Records for this task: Begin

//! Participant domain rows the search engine reads.
//!
//! These mirror the relational schema the SQL compiler targets: `enrollee`
//! joined to `profile`, with answers, tasks, kits, users and families hanging
//! off it. Stores hand them to the interpreter; the compiler only needs their
//! column names.

use chrono::{DateTime, NaiveDate, Utc};
use serde::{Deserialize, Serialize};
use uuid::Uuid;

use crate::value::SearchValue;

/// A participant enrolled in one study environment.
#[derive(Debug, Clone, Default, Serialize, Deserialize)]
#[serde(rename_all = "camelCase")]
pub struct Enrollee {
    pub id: Uuid,
    pub shortcode: String,
    pub study_environment_id: Uuid,
    pub participant_user_id: Uuid,
    pub profile_id: Uuid,
    pub subject: bool,
    pub consented: bool,
    pub created_at: DateTime<Utc>,
}

/// Demographic profile attached to an enrollee.
#[derive(Debug, Clone, Default, Serialize, Deserialize)]
#[serde(rename_all = "camelCase")]
pub struct Profile {
    pub id: Uuid,
    pub given_name: Option<String>,
    pub family_name: Option<String>,
    pub contact_email: Option<String>,
    pub birth_date: Option<NaiveDate>,
    pub sex_at_birth: Option<String>,
    pub mailing_address: Option<MailingAddress>,
}

#[derive(Debug, Clone, Default, Serialize, Deserialize)]
#[serde(rename_all = "camelCase")]
pub struct MailingAddress {
    pub street1: Option<String>,
    pub street2: Option<String>,
    pub city: Option<String>,
    pub state: Option<String>,
    pub postal_code: Option<String>,
    pub country: Option<String>,
}

/// A survey response value for one question.
#[derive(Debug, Clone, Default, Serialize, Deserialize)]
#[serde(rename_all = "camelCase")]
pub struct Answer {
    pub survey_stable_id: String,
    pub question_stable_id: String,
    pub answer_type: Option<AnswerValueType>,
    pub string_value: Option<String>,
    pub number_value: Option<f64>,
    pub boolean_value: Option<bool>,
}

impl Answer {
    /// The answer's payload as a search value, based on its declared type.
    /// Answers with no declared type fall back to the string column.
    pub fn to_search_value(&self) -> SearchValue {
        match self.answer_type {
            Some(AnswerValueType::Number) => self
                .number_value
                .map(SearchValue::Number)
                .unwrap_or(SearchValue::Absent),
            Some(AnswerValueType::Boolean) => self
                .boolean_value
                .map(SearchValue::Boolean)
                .unwrap_or(SearchValue::Absent),
            _ => self
                .string_value
                .clone()
                .map(SearchValue::String)
                .unwrap_or(SearchValue::Absent),
        }
    }
}

#[derive(Debug, Clone, Copy, PartialEq, Eq, Serialize, Deserialize)]
#[serde(rename_all = "SCREAMING_SNAKE_CASE")]
pub enum AnswerValueType {
    String,
    Number,
    Boolean,
}

/// An activity assigned to an enrollee, such as a survey or consent form.
#[derive(Debug, Clone, Serialize, Deserialize)]
#[serde(rename_all = "camelCase")]
pub struct ParticipantTask {
    pub id: Uuid,
    pub target_stable_id: String,
    pub status: TaskStatus,
    pub created_at: DateTime<Utc>,
    pub completed_at: Option<DateTime<Utc>>,
}

#[derive(Debug, Clone, Copy, PartialEq, Eq, Serialize, Deserialize)]
#[serde(rename_all = "SCREAMING_SNAKE_CASE")]
pub enum TaskStatus {
    New,
    Viewed,
    InProgress,
    Complete,
    Rejected,
    Removed,
}

impl TaskStatus {
    pub const ALL: [TaskStatus; 6] = [
        TaskStatus::New,
        TaskStatus::Viewed,
        TaskStatus::InProgress,
        TaskStatus::Complete,
        TaskStatus::Rejected,
        TaskStatus::Removed,
    ];

    pub fn as_str(&self) -> &'static str {
        match self {
            TaskStatus::New => "NEW",
            TaskStatus::Viewed => "VIEWED",
            TaskStatus::InProgress => "IN_PROGRESS",
            TaskStatus::Complete => "COMPLETE",
            TaskStatus::Rejected => "REJECTED",
            TaskStatus::Removed => "REMOVED",
        }
    }
}

/// A sample kit sent to or returned by an enrollee.
#[derive(Debug, Clone, Serialize, Deserialize)]
#[serde(rename_all = "camelCase")]
pub struct KitRequest {
    pub id: Uuid,
    pub status: KitRequestStatus,
    pub created_at: DateTime<Utc>,
    pub last_updated_at: DateTime<Utc>,
}

#[derive(Debug, Clone, Copy, PartialEq, Eq, Serialize, Deserialize)]
#[serde(rename_all = "SCREAMING_SNAKE_CASE")]
pub enum KitRequestStatus {
    Created,
    Queued,
    Sent,
    Received,
    Errored,
    Deactivated,
}

impl KitRequestStatus {
    pub fn as_str(&self) -> &'static str {
        match self {
            KitRequestStatus::Created => "CREATED",
            KitRequestStatus::Queued => "QUEUED",
            KitRequestStatus::Sent => "SENT",
            KitRequestStatus::Received => "RECEIVED",
            KitRequestStatus::Errored => "ERRORED",
            KitRequestStatus::Deactivated => "DEACTIVATED",
        }
    }
}

/// The portal-wide login account backing one or more enrollees.
#[derive(Debug, Clone, Default, Serialize, Deserialize)]
#[serde(rename_all = "camelCase")]
pub struct ParticipantUser {
    pub id: Uuid,
    pub username: String,
    pub created_at: DateTime<Utc>,
    pub last_login: Option<DateTime<Utc>>,
}

/// The per-portal registration of a participant user.
#[derive(Debug, Clone, Default, Serialize, Deserialize)]
#[serde(rename_all = "camelCase")]
pub struct PortalParticipantUser {
    pub id: Uuid,
    pub profile_id: Uuid,
    pub created_at: DateTime<Utc>,
    pub last_login: Option<DateTime<Utc>>,
}

/// A family grouping of enrollees.
#[derive(Debug, Clone, Default, Serialize, Deserialize)]
#[serde(rename_all = "camelCase")]
pub struct Family {
    pub id: Uuid,
    pub shortcode: String,
}

/// A survey whose questions are searchable through `{answer...}` terms.
#[derive(Debug, Clone, Default, Serialize, Deserialize)]
#[serde(rename_all = "camelCase")]
pub struct SurveyDefinition {
    pub stable_id: String,
    pub questions: Vec<SurveyQuestionDefinition>,
}

/// One question of a survey, as advertised to the facet catalog.
#[derive(Debug, Clone, Default, Serialize, Deserialize)]
#[serde(rename_all = "camelCase")]
pub struct SurveyQuestionDefinition {
    pub survey_stable_id: String,
    pub question_stable_id: String,
    /// Raw JSON array of `{stableId, text}` options, straight from the survey
    /// definition. Empty or unparseable JSON yields a choiceless facet.
    pub choices_json: Option<String>,
    pub allow_multiple: bool,
    pub allow_other_description: bool,
}

#[cfg(test)]
mod tests {
    use super::*;

    #[test]
    fn answer_value_follows_declared_type() {
        let answer = Answer {
            answer_type: Some(AnswerValueType::Number),
            number_value: Some(42.0),
            string_value: Some("ignored".into()),
            ..Default::default()
        };
        assert_eq!(answer.to_search_value(), SearchValue::Number(42.0));

        let boolean = Answer {
            answer_type: Some(AnswerValueType::Boolean),
            boolean_value: Some(true),
            ..Default::default()
        };
        assert_eq!(boolean.to_search_value(), SearchValue::Boolean(true));
    }

    #[test]
    fn untyped_answer_falls_back_to_string() {
        let answer = Answer {
            string_value: Some("sure".into()),
            ..Default::default()
        };
        assert_eq!(
            answer.to_search_value(),
            SearchValue::String("sure".into())
        );
        assert!(Answer::default().to_search_value().is_absent());
    }

    #[test]
    fn status_names_match_stored_values() {
        assert_eq!(TaskStatus::InProgress.as_str(), "IN_PROGRESS");
        assert_eq!(KitRequestStatus::Errored.as_str(), "ERRORED");
        let json = serde_json::to_value(TaskStatus::InProgress).unwrap();
        assert_eq!(json, "IN_PROGRESS");
    }
}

Records for this task: End

All of the material above needs to be retyped word for word.

Answer:
//! Participant domain rows the search engine reads.
//!
//! These mirror the relational schema the SQL compiler targets: `enrollee`
//! joined to `profile`, with answers, tasks, kits, users and families hanging
//! off it. Stores hand them to the interpreter; the compiler only needs their
//! column names.

use chrono::{DateTime, NaiveDate, Utc};
use serde::{Deserialize, Serialize};
use uuid::Uuid;

use crate::value::SearchValue;

/// A participant enrolled in one study environment.
#[derive(Debug, Clone, Default, Serialize, Deserialize)]
#[serde(rename_all = "camelCase")]
pub struct Enrollee {
    pub id: Uuid,
    pub shortcode: String,
    pub study_environment_id: Uuid,
    pub participant_user_id: Uuid,
    pub profile_id: Uuid,
    pub subject: bool,
    pub consented: bool,
    pub created_at: DateTime<Utc>,
}

/// Demographic profile attached to an enrollee.
#[derive(Debug, Clone, Default, Serialize, Deserialize)]
#[serde(rename_all = "camelCase")]
pub struct Profile {
    pub id: Uuid,
    pub given_name: Option<String>,
    pub family_name: Option<String>,
    pub contact_email: Option<String>,
    pub birth_date: Option<NaiveDate>,
    pub sex_at_birth: Option<String>,
    pub mailing_address: Option<MailingAddress>,
}

#[derive(Debug, Clone, Default, Serialize, Deserialize)]
#[serde(rename_all = "camelCase")]
pub struct MailingAddress {
    pub street1: Option<String>,
    pub street2: Option<String>,
    pub city: Option<String>,
    pub state: Option<String>,
    pub postal_code: Option<String>,
    pub country: Option<String>,
}

/// A survey response value for one question.
#[derive(Debug, Clone, Default, Serialize, Deserialize)]
#[serde(rename_all = "camelCase")]
pub struct Answer {
    pub survey_stable_id: String,
    pub question_stable_id: String,
    pub answer_type: Option<AnswerValueType>,
    pub string_value: Option<String>,
    pub number_value: Option<f64>,
    pub boolean_value: Option<bool>,
}

impl Answer {
    /// The answer's payload as a search value, based on its declared type.
    /// Answers with no declared type fall back to the string column.
    pub fn to_search_value(&self) -> SearchValue {
        match self.answer_type {
            Some(AnswerValueType::Number) => self
                .number_value
                .map(SearchValue::Number)
                .unwrap_or(SearchValue::Absent),
            Some(AnswerValueType::Boolean) => self
                .boolean_value
                .map(SearchValue::Boolean)
                .unwrap_or(SearchValue::Absent),
            _ => self
                .string_value
                .clone()
                .map(SearchValue::String)
                .unwrap_or(SearchValue::Absent),
        }
    }
}

#[derive(Debug, Clone, Copy, PartialEq, Eq, Serialize, Deserialize)]
#[serde(rename_all = "SCREAMING_SNAKE_CASE")]
pub enum AnswerValueType {
    String,
    Number,
    Boolean,
}

/// An activity assigned to an enrollee, such as a survey or consent form.
#[derive(Debug, Clone, Serialize, Deserialize)]
#[serde(rename_all = "camelCase")]
pub struct ParticipantTask {
    pub id: Uuid,
    pub target_stable_id: String,
    pub status: TaskStatus,
    pub created_at: DateTime<Utc>,
    pub completed_at: Option<DateTime<Utc>>,
}

#[derive(Debug, Clone, Copy, PartialEq, Eq, Serialize, Deserialize)]
#[serde(rename_all = "SCREAMING_SNAKE_CASE")]
pub enum TaskStatus {
    New,
    Viewed,
    InProgress,
    Complete,
    Rejected,
    Removed,
}

impl TaskStatus {
    pub const ALL: [TaskStatus; 6] = [
        TaskStatus::New,
        TaskStatus::Viewed,
        TaskStatus::InProgress,
        TaskStatus::Complete,
        TaskStatus::Rejected,
        TaskStatus::Removed,
    ];

    pub fn as_str(&self) -> &'static str {
        match self {
            TaskStatus::New => "NEW",
            TaskStatus::Viewed => "VIEWED",
            TaskStatus::InProgress => "IN_PROGRESS",
            TaskStatus::Complete => "COMPLETE",
            TaskStatus::Rejected => "REJECTED",
            TaskStatus::Removed => "REMOVED",
        }
    }
}

/// A sample kit sent to or returned by an enrollee.
#[derive(Debug, Clone, Serialize, Deserialize)]
#[serde(rename_all = "camelCase")]
pub struct KitRequest {
    pub id: Uuid,
    pub status: KitRequestStatus,
    pub created_at: DateTime<Utc>,
    pub last_updated_at: DateTime<Utc>,
}

#[derive(Debug, Clone, Copy, PartialEq, Eq, Serialize, Deserialize)]
#[serde(rename_all = "SCREAMING_SNAKE_CASE")]
pub enum KitRequestStatus {
    Created,
    Queued,
    Sent,
    Received,
    Errored,
    Deactivated,
}

impl KitRequestStatus {
    pub fn as_str(&self) -> &'static str {
        match self {
            KitRequestStatus::Created => "CREATED",
            KitRequestStatus::Queued => "QUEUED",
            KitRequestStatus::Sent => "SENT",
            KitRequestStatus::Received => "RECEIVED",
            KitRequestStatus::Errored => "ERRORED",
            KitRequestStatus::Deactivated => "DEACTIVATED",
        }
    }
}

/// The portal-wide login account backing one or more enrollees.
#[derive(Debug, Clone, Default, Serialize, Deserialize)]
#[serde(rename_all = "camelCase")]
pub struct ParticipantUser {
    pub id: Uuid,
    pub username: String,
    pub created_at: DateTime<Utc>,
    pub last_login: Option<DateTime<Utc>>,
}

/// The per-portal registration of a participant user.
#[derive(Debug, Clone, Default, Serialize, Deserialize)]
#[serde(rename_all = "camelCase")]
pub struct PortalParticipantUser {
    pub id: Uuid,
    pub profile_id: Uuid,
    pub created_at: DateTime<Utc>,
    pub last_login: Option<DateTime<Utc>>,
}

/// A family grouping of enrollees.
#[derive(Debug, Clone, Default, Serialize, Deserialize)]
#[serde(rename_all = "camelCase")]
pub struct Family {
    pub id: Uuid,
    pub shortcode: String,
}

/// A survey whose questions are searchable through `{answer...}` terms.
#[derive(Debug, Clone, Default, Serialize, Deserialize)]
#[serde(rename_all = "camelCase")]
pub struct SurveyDefinition {
    pub stable_id: String,
    pub questions: Vec<SurveyQuestionDefinition>,
}

/// One question of a survey, as advertised to the facet catalog.
#[derive(Debug, Clone, Default, Serialize, Deserialize)]
#[serde(rename_all = "camelCase")]
pub struct SurveyQuestionDefinition {
    pub survey_stable_id: String,
    pub question_stable_id: String,
    /// Raw JSON array of `{stableId, text}` options, straight from the survey
    /// definition. Empty or unparseable JSON yields a choiceless facet.
    pub choices_json: Option<String>,
    pub allow_multiple: bool,
    pub allow_other_description: bool,
}

#[cfg(test)]
mod tests {
    use super::*;

    #[test]
    fn answer_value_follows_declared_type() {
        let answer = Answer {
            answer_type: Some(AnswerValueType::Number),
            number_value: Some(42.0),
            string_value: Some("ignored".into()),
            ..Default::default()
        };
        assert_eq!(answer.to_search_value(), SearchValue::Number(42.0));

        let boolean = Answer {
            answer_type: Some(AnswerValueType::Boolean),
            boolean_value: Some(true),
            ..Default::default()
        };
        assert_eq!(boolean.to_search_value(), SearchValue::Boolean(true));
    }

    #[test]
    fn untyped_answer_falls_back_to_string() {
        let answer = Answer {
            string_value: Some("sure".into()),
            ..Default::default()
        };
        assert_eq!(
            answer.to_search_value(),
            SearchValue::String("sure".into())
        );
        assert!(Answer::default().to_search_value().is_absent());
    }

    #[test]
    fn status_names_match_stored_values() {
        assert_eq!(TaskStatus::InProgress.as_str(), "IN_PROGRESS");
        assert_eq!(KitRequestStatus::Errored.as_str(), "ERRORED");
        let json = serde_json::to_value(TaskStatus::InProgress).unwrap();
        assert_eq!(json, "IN_PROGRESS");
    }
}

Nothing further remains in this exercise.